* Raw data:
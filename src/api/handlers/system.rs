//! System endpoints: health check.

use axum::extract::State;
use axum::http::StatusCode;
use axum::response::IntoResponse;
use axum::routing::get;
use axum::{Json, Router};
use chrono::Utc;
use serde::Serialize;
use utoipa::ToSchema;

use crate::app_state::AppState;

/// Health check response.
#[derive(Debug, Serialize, ToSchema)]
struct HealthResponse {
    status: String,
    timestamp: String,
    version: String,
    subscribers: usize,
}

/// `GET /health` — Service health status.
#[utoipa::path(
    get,
    path = "/health",
    tag = "System",
    summary = "Health check",
    description = "Returns service health status, version, current timestamp, and the number of connected subscribers.",
    responses(
        (status = 200, description = "Service is healthy", body = HealthResponse),
    )
)]
pub async fn health_handler(State(state): State<AppState>) -> impl IntoResponse {
    (
        StatusCode::OK,
        Json(HealthResponse {
            status: "healthy".to_string(),
            timestamp: Utc::now().to_rfc3339(),
            version: env!("CARGO_PKG_VERSION").to_string(),
            subscribers: state.pubsub.subscriber_count(),
        }),
    )
}

/// System routes mounted at the root level.
pub fn routes() -> Router<AppState> {
    Router::new().route("/health", get(health_handler))
}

* Exercise goal:
Nothing should be missing: every line above must be reproduced exactly.

* Solution for this task:
filename src/api/handlers/system.rs
//! System endpoints: health check.

use axum::extract::State;
use axum::http::StatusCode;
use axum::response::IntoResponse;
use axum::routing::get;
use axum::{Json, Router};
use chrono::Utc;
use serde::Serialize;
use utoipa::ToSchema;

use crate::app_state::AppState;

/// Health check response.
#[derive(Debug, Serialize, ToSchema)]
struct HealthResponse {
    status: String,
    timestamp: String,
    version: String,
    subscribers: usize,
}

/// `GET /health` — Service health status.
#[utoipa::path(
    get,
    path = "/health",
    tag = "System",
    summary = "Health check",
    description = "Returns service health status, version, current timestamp, and the number of connected subscribers.",
    responses(
        (status = 200, description = "Service is healthy", body = HealthResponse),
    )
)]
pub async fn health_handler(State(state): State<AppState>) -> impl IntoResponse {
    (
        StatusCode::OK,
        Json(HealthResponse {
            status: "healthy".to_string(),
            timestamp: Utc::now().to_rfc3339(),
            version: env!("CARGO_PKG_VERSION").to_string(),
            subscribers: state.pubsub.subscriber_count(),
        }),
    )
}

/// System routes mounted at the root level.
pub fn routes() -> Router<AppState> {
    Router::new().route("/health", get(health_handler))
}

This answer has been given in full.